Slashdot Mirror

← Back to Stories (view on slashdot.org)

Lavabit Is Relaunching (theintercept.com)

Posted by BeauHD on from the blast-from-the-past dept.

The encrypted email service once used by whistleblower Edward Snowden is relaunching today. Ladar Levison, the founder of the encrypted email service Lavabit, announced on Friday that he's relaunching the service with a new architecture that fixes the SSL problem and includes other privacy-enhancing features as well, such as one that obscures the metadata on emails to prevent government agencies like the NSA and FBI from being able to find out with whom Lavabit users communicate. In addition, he's also announcing plans to roll out end-to-end encryption later this year. The Intercept provides some backstory in its report: In 2013, [Levison] took the defiant step of shutting down the company's service rather than comply with a federal law enforcement request that could compromise its customers' communications. The FBI had sought access to the email account of one of Lavabit's most prominent users -- Edward Snowden. Levison had custody of his service's SSL encryption key that could help the government obtain Snowden's password. And though the feds insisted they were only after Snowden's account, the key would have helped them obtain the credentials for other users as well. Lavabit had 410,000 user accounts at the time. Rather than undermine the trust and privacy of his users, Levison ended the company's email service entirely, preventing the feds from getting access to emails stored on his servers. But the company's users lost access to their accounts as well. Levison, who became a hero of the privacy community for his tough stance, has spent the last three years trying to ensure he'll never have to help the feds break into customer accounts again. "The SSL key was our biggest threat," he says.

4 of 54 comments (clear)

  1. Problem is - He's a US citizen by Indy1 · · Score: 4, Interesting

    so even if 100% of the service is hosted overseas, the gestapo errr FBI and NSA, will still put pressure on him to compromise the service.

    Any more, you want fed proof email, 100% of the solution has to be fed proof.

    That means non US citizens as employees working in a fed proof country, and servers hosted in a fed proof country.

    I think proton mail fits this need well.

    --
    Lawyers, MBA's, RIAA? A jedi fears not these things!
    1. Re:Problem is - He's a US citizen by networkBoy · · Score: 4, Interesting

      While I think we all agree that nothing is invincible, you want it to be a very hard problem to break, and one that the site owner can't facilitate. Further you want tamper evidence, thus even if he's served an NSL with gag any action on it will betray that something's up.

      In other news, I'll be a customer again :)

      --
      whois gawk date unzip strip find touch finger mount join nice man top fsck grep eject more yes exit umount sleep dump
    2. Re:Problem is - He's a US citizen by Anonymous Coward · · Score: 2, Interesting

      Be careful, Protonmail sounds like "security charade" and nothing else.

      They claim their webclient is open source, except that on their github page you can only find the source code of older versions, not the current one. That's basically equivalent to using closed source software.

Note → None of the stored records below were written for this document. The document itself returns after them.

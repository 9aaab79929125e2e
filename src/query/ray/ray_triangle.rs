use crate::math::{Point, Real};
use crate::query::{Ray, RayCast};
use crate::shape::{PolygonShape, Quad, Triangle};

/// The tolerance below which a ray is considered parallel to a triangle, or a time of impact
/// considered zero.
pub const RAY_TRIANGLE_EPSILON: Real = 1.0e-8;

impl RayCast for Triangle {
    #[inline]
    fn cast_local_ray(&self, ray: &Ray, max_time_of_impact: Real) -> Option<Real> {
        local_ray_intersection_with_triangle(&self.a, &self.b, &self.c, ray)
            .filter(|toi| *toi <= max_time_of_impact)
    }
}

impl RayCast for Quad {
    #[inline]
    fn cast_local_ray(&self, ray: &Ray, max_time_of_impact: Real) -> Option<Real> {
        self.triangles()
            .iter()
            .find_map(|tri| tri.cast_local_ray(ray, max_time_of_impact))
    }
}

impl RayCast for PolygonShape {
    #[inline]
    fn cast_local_ray(&self, ray: &Ray, max_time_of_impact: Real) -> Option<Real> {
        match self {
            PolygonShape::Triangle(tri) => tri.cast_local_ray(ray, max_time_of_impact),
            PolygonShape::Quad(quad) => quad.cast_local_ray(ray, max_time_of_impact),
        }
    }
}

/// Computes the time of impact of a ray with a triangle, using the Möller–Trumbore algorithm.
///
/// Both faces of the triangle can be hit. The triangle is closed: rays crossing one of its
/// edges or vertices hit it. Returns `None` if the ray is parallel to the triangle, if the
/// triangle is degenerate, or if the intersection isn’t strictly in front of the ray origin.
pub fn local_ray_intersection_with_triangle(
    a: &Point<Real>,
    b: &Point<Real>,
    c: &Point<Real>,
    ray: &Ray,
) -> Option<Real> {
    let ab = *b - *a;
    let ac = *c - *a;

    let h = ray.dir.cross(&ac);
    let det = ab.dot(&h);

    // the ray is parallel to the triangle
    if det.abs() < RAY_TRIANGLE_EPSILON {
        return None;
    }

    let inv_det = 1.0 / det;
    let ap = ray.origin - *a;
    let u = inv_det * ap.dot(&h);

    if u < 0.0 || u > 1.0 {
        return None;
    }

    let q = ap.cross(&ab);
    let v = inv_det * ray.dir.dot(&q);

    if v < 0.0 || u + v > 1.0 {
        return None;
    }

    let toi = inv_det * ac.dot(&q);

    if toi > RAY_TRIANGLE_EPSILON {
        Some(toi)
    } else {
        None
    }
}

#[cfg(test)]
mod test {
    use crate::math::{Point, Real, Vector};
    use crate::query::{Ray, RayCast};
    use crate::shape::{Quad, Triangle};

    fn triangle() -> Triangle {
        Triangle::new(
            Point::new(0.0, 0.0, 0.0),
            Point::new(1.0, 0.0, 0.0),
            Point::new(0.0, 1.0, 0.0),
        )
    }

    #[test]
    fn ray_hits_both_sides() {
        let tri = triangle();
        let down = Ray::new(Point::new(0.25, 0.25, 2.0), -Vector::z());
        let up = Ray::new(Point::new(0.25, 0.25, -2.0), Vector::z());

        assert_relative_eq!(tri.cast_local_ray(&down, Real::MAX).unwrap(), 2.0);
        assert_relative_eq!(tri.cast_local_ray(&up, Real::MAX).unwrap(), 2.0);
        assert!(!tri.intersects_local_ray(&down, 1.0));
    }

    #[test]
    fn ray_misses_parallel_behind_and_outside() {
        let tri = triangle();
        let parallel = Ray::new(Point::new(-1.0, 0.25, 0.0), Vector::x());
        let behind = Ray::new(Point::new(0.25, 0.25, 2.0), Vector::z());
        let outside = Ray::new(Point::new(0.75, 0.75, 2.0), -Vector::z());
        let at_origin = Ray::new(Point::new(0.25, 0.25, 0.0), -Vector::z());

        assert_eq!(tri.cast_local_ray(&parallel, Real::MAX), None);
        assert_eq!(tri.cast_local_ray(&behind, Real::MAX), None);
        assert_eq!(tri.cast_local_ray(&outside, Real::MAX), None);
        assert_eq!(tri.cast_local_ray(&at_origin, Real::MAX), None);
    }

    #[test]
    fn edges_are_inclusive() {
        let tri = triangle();
        let on_edge = Ray::new(Point::new(0.5, 0.0, 1.0), -Vector::z());
        let on_vertex = Ray::new(Point::new(0.0, 1.0, 1.0), -Vector::z());

        assert!(tri.intersects_local_ray(&on_edge, Real::MAX));
        assert!(tri.intersects_local_ray(&on_vertex, Real::MAX));
    }

    #[test]
    fn quad_is_hit_on_both_halves() {
        let quad = Quad::new(
            Point::new(0.0, 0.0, 0.0),
            Point::new(1.0, 0.0, 0.0),
            Point::new(1.0, 1.0, 0.0),
            Point::new(0.0, 1.0, 0.0),
        );

        for (x, y) in [(0.75, 0.25), (0.25, 0.75), (0.5, 0.5)] {
            let ray = Ray::new(Point::new(x, y, 1.0), -Vector::z());
            assert_relative_eq!(quad.cast_local_ray(&ray, Real::MAX).unwrap(), 1.0);
        }
    }
}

      They claim their protocol is OpenPGP-compliant, but for some strange reason they don't want to let users access their mail with third-party OpenPGP-compliant clients. After a lot of complaints, now they are releasing a beta, closed-source client to access the mailbox. Long story short: it's impossible to know for sure if they use the OpenPGP protocol or something else.

      They claim they are protected by "swiss privacy laws", that have just been heavily watered down, and weren't particularly strict before either, contrary to popular legends: for example, Greece has far stricter privacy legislation than Switzerland, according to Privacy International.

      And obviously they have an "underground facility" for their servers, which is really useful from an IT security standpoint, and surely isn't just marketing crap.

      It doesn't look good to me.

  2. Re:ProtonMail already exists by Anonymous Coward · · Score: 2, Interesting

    ANY service that requires your browser to download and execute the crypto code from THE SERVICE... is a flawed service.
    You should be able to get the executed code from a third party coder. Otherwise the service can be ordered or backdoored or twisted into serving your browser defective crypto and other code.
    You're a fucking fool to use browsers in the way proton or lava does.

    Furthermore, SMTP is plain fucking broken in regards to cleartext headers, in particular to/from/cc/subject.
    And SMTP is plain fucking broken regarding the mail provider having knowledge.

    If you want SECURE messaging, you MUST move OFF SMTP and ON to a true end-to-end p2p messaging system, or AT LEAST a zero knowledge system.
    Ricochet over tor qualifies, as does pond and blockchain style broadcast networks.